* **WORK REQUEST**
Word for word, return the lines from the start of the entries below through the line that has "pub mod native;".

* **Stored data entries**
- - - -

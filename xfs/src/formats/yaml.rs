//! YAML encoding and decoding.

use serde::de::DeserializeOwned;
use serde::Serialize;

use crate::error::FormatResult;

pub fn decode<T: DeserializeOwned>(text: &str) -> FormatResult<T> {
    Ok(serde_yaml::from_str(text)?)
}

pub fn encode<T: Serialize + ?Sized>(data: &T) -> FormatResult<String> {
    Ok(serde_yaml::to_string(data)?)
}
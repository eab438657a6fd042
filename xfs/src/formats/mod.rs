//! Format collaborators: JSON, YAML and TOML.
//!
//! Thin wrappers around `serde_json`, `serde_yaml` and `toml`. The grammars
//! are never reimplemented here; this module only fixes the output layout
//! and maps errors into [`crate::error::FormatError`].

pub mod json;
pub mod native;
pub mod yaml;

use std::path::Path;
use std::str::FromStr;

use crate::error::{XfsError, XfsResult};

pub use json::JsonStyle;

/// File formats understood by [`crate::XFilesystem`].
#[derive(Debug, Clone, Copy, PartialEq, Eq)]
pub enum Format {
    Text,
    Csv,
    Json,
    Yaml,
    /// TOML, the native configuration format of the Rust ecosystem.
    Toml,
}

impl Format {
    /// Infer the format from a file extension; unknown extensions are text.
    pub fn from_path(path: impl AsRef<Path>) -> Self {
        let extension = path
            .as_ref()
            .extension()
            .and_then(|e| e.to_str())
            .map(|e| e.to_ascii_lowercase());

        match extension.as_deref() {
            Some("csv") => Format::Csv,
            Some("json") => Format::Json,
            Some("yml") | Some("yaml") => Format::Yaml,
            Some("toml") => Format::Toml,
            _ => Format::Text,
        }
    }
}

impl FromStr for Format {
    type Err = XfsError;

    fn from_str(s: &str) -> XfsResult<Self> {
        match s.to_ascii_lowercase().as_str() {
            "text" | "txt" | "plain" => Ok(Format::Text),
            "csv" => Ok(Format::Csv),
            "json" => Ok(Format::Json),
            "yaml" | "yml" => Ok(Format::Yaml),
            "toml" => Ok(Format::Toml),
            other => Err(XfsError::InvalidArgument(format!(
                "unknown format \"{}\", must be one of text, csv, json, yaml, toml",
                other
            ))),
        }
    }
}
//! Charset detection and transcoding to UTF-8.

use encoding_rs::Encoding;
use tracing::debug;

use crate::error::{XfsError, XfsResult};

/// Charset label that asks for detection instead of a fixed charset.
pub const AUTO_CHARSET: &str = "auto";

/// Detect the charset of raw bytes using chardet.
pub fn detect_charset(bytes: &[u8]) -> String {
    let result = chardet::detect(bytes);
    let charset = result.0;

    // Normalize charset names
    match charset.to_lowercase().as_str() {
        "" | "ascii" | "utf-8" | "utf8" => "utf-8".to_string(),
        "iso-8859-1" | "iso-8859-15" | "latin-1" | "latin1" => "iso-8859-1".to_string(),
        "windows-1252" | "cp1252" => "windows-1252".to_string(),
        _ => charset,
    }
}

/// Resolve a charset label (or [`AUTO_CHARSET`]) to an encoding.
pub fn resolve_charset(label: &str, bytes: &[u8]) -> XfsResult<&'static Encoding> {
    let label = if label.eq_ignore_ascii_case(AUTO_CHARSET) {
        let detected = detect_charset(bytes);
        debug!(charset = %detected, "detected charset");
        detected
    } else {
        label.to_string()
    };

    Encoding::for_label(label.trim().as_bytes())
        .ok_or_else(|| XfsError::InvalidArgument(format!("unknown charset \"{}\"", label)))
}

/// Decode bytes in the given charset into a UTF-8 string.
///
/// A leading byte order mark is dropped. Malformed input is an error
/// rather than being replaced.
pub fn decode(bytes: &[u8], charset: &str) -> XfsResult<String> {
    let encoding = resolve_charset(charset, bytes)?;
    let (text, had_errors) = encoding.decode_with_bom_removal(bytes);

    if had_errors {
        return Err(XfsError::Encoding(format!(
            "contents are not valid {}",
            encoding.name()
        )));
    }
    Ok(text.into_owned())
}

- - - -

* **ANSWER AREA**
filename xfs/src/formats/yaml.rs
//! YAML encoding and decoding.

use serde::de::DeserializeOwned;
use serde::Serialize;

use crate::error::FormatResult;

pub fn decode<T: DeserializeOwned>(text: &str) -> FormatResult<T> {
    Ok(serde_yaml::from_str(text)?)
}

pub fn encode<T: Serialize + ?Sized>(data: &T) -> FormatResult<String> {
    Ok(serde_yaml::to_string(data)?)
}
repository eab438657a6fd042
filename xfs/src/formats/mod.rs
//! Format collaborators: JSON, YAML and TOML.
//!
//! Thin wrappers around `serde_json`, `serde_yaml` and `toml`. The grammars
//! are never reimplemented here; this module only fixes the output layout
//! and maps errors into [`crate::error::FormatError`].

pub mod json;
pub mod native;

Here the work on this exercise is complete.